Since rtld was extended to allow direct execution mode, you can launch 
dynamically linked binaries in Capsicum mode.  With the SIGCAP things in, it becomes easy to write a signal 
handler that intercepts blocked system calls and handles them (I'm 
running with this applied and doing exactly that), so this can be 
transparent to any dynamically linked binary.

> Pledged applications usually reduce the kernel attack surface a lot, but 
> you don't run arbitrary programs with pledge (and that wasn't one of its 
> goals AFAIK).  But that's what I wanted my module to be able to do.  I'd 
> say it has become a bit of a weird hybrid between a "container" 
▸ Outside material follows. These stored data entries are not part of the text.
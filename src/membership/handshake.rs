//! Link handshake.
//!
//! Both sides exchange `[4B nodeId][4B isCandidate 0/1][4B ipLen][ip bytes][4B clientPort]`.
//! The dialing side writes first and then reads; the accepting side reads first.

use bytes::{BufMut, Bytes, BytesMut};
use std::time::Duration;
use tokio::io::{AsyncRead, AsyncReadExt, AsyncWrite, AsyncWriteExt};

use super::types::{LinkError, NodeDescriptor, NodeId};
use crate::protocol::ProtocolError;

const MAX_IP_LEN: i32 = 256;

pub fn encode_descriptor(descriptor: &NodeDescriptor) -> Bytes {
    let ip = descriptor.ip.as_bytes();
    let mut buf = BytesMut::with_capacity(16 + ip.len());
    buf.put_i32(descriptor.node_id.0);
    buf.put_i32(descriptor.is_controller_candidate as i32);
    buf.put_i32(ip.len() as i32);
    buf.put_slice(ip);
    buf.put_i32(descriptor.client_port as i32);
    buf.freeze()
}

pub async fn read_descriptor<R>(reader: &mut R) -> Result<NodeDescriptor, ProtocolError>
where
    R: AsyncRead + Unpin,
{
    let node_id = reader.read_i32().await?;

    let is_candidate = match reader.read_i32().await? {
        0 => false,
        1 => true,
        other => {
            return Err(ProtocolError::InvalidField {
                field: "isCandidate",
                reason: format!("expected 0 or 1, got {}", other),
            });
        }
    };

    let ip_len = reader.read_i32().await?;
    if !(0..=MAX_IP_LEN).contains(&ip_len) {
        return Err(ProtocolError::InvalidLength(ip_len as i64));
    }
    let mut ip = vec![0u8; ip_len as usize];
    reader.read_exact(&mut ip).await?;
    let ip = String::from_utf8(ip)?;

    let client_port = reader.read_i32().await?;
    let client_port = u16::try_from(client_port).map_err(|_| ProtocolError::InvalidField {
        field: "clientPort",
        reason: format!("{} is not a valid port", client_port),
    })?;

    Ok(NodeDescriptor {
        node_id: NodeId(node_id),
        is_controller_candidate: is_candidate,
        ip,
        client_port,
    })
}

async fn write_descriptor<W>(writer: &mut W, descriptor: &NodeDescriptor) -> Result<(), ProtocolError>
where
    W: AsyncWrite + Unpin,
{
    writer.write_all(&encode_descriptor(descriptor)).await?;
    writer.flush().await?;
    Ok(())
}

/// Dialing side: announce ourselves, then learn who answered.
pub async fn dial<S>(
    stream: &mut S,
    local: &NodeDescriptor,
    timeout: Duration,
    addr: &str,
) -> Result<NodeDescriptor, LinkError>
where
    S: AsyncRead + AsyncWrite + Unpin,
{
    let exchange = async {
        write_descriptor(stream, local).await?;
        read_descriptor(stream).await
    };

    finish(tokio::time::timeout(timeout, exchange).await, timeout, addr)
}

/// Accepting side: learn who dialed, then announce ourselves.
pub async fn accept<S>(
    stream: &mut S,
    local: &NodeDescriptor,
    timeout: Duration,
    addr: &str,
) -> Result<NodeDescriptor, LinkError>
where
    S: AsyncRead + AsyncWrite + Unpin,
{
    let exchange = async {
        let remote = read_descriptor(stream).await?;
        write_descriptor(stream, local).await?;
        Ok::<_, ProtocolError>(remote)
    };

    finish(tokio::time::timeout(timeout, exchange).await, timeout, addr)
}

fn finish(
    outcome: Result<Result<NodeDescriptor, ProtocolError>, tokio::time::error::Elapsed>,
    timeout: Duration,
    addr: &str,
) -> Result<NodeDescriptor, LinkError> {
    match outcome {
        Ok(Ok(remote)) => Ok(remote),
        Ok(Err(e)) => Err(LinkError::Handshake {
            addr: addr.to_string(),
            reason: e.to_string(),
        }),
        Err(_) => Err(LinkError::Handshake {
            addr: addr.to_string(),
            reason: format!("no answer within {:?}", timeout),
        }),
    }
}
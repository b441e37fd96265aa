use serde::{Deserialize, Serialize};
use std::time::Duration;

use crate::membership::types::NodeId;

/// One candidate's vote in one round.
#[derive(Debug, Clone, Copy, PartialEq, Eq, Serialize, Deserialize)]
pub struct Vote {
    pub voter_node_id: NodeId,
    pub controller_node_id: NodeId,
    pub round: u32,
}

#[derive(Debug, Clone, Copy, PartialEq, Eq, Serialize, Deserialize)]
pub enum NodeRole {
    /// Elected; computes and distributes the partition plan.
    Controller,
    /// Took part in the election and keeps the full tables for take-over.
    Candidate,
    /// Never votes; receives only its own slice of the tables.
    Ordinary,
}

#[derive(Debug, Clone, Copy, PartialEq, Eq)]
pub struct ElectionOutcome {
    pub controller: NodeId,
    pub role: NodeRole,
    /// Round in which the decision was reached.
    pub round: u32,
}

#[derive(Debug, Clone)]
pub struct ElectionConfig {
    /// How long a round may wait for missing votes before re-broadcasting.
    pub round_timeout: Duration,
    /// Consecutive timed-out rounds after which the election gives up.
    pub max_stalled_rounds: u32,
}

impl Default for ElectionConfig {
    fn default() -> Self {
        Self {
            round_timeout: Duration::from_secs(10),
            max_stalled_rounds: 5,
        }
    }
}

#[derive(Debug, thiserror::Error)]
pub enum ElectionError {
    #[error("Election stalled in round {round} after {stalls} timeouts ({received}/{expected} votes)")]
    Stalled {
        round: u32,
        stalls: u32,
        received: usize,
        expected: usize,
    },

    #[error("Election aborted: node is shutting down")]
    Aborted,
}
> framework and an exploit mitigation framework at this point.  You can 
> run a `make buildworld` with it, build/install/run random programs 
> isolated in your project directories, sandbox shell/desktop sessions as 
> a whole, etc.  And then within those sandboxes, nested applications can 
> do their own sandboxing on top of it (with this module (and its 
> pledge/unveil compat) or Capsicum (and possibly other compat layers 
> built on top of it)).  The "inner" programs can use more restrictive 
> sandboxes that don't expose as much kernel functionality.  But for the 
> "outer" programs the whole thing slides more towards being 
> "containers"/"jails" (and the more complex it would have been to do 
> purely in userland I believe).

So how do you avoid TOCTOU bugs in your path logic?  I don't disagree 
with the goals, I worry that you're doing something that is 
intrinsically almost impossible to get right.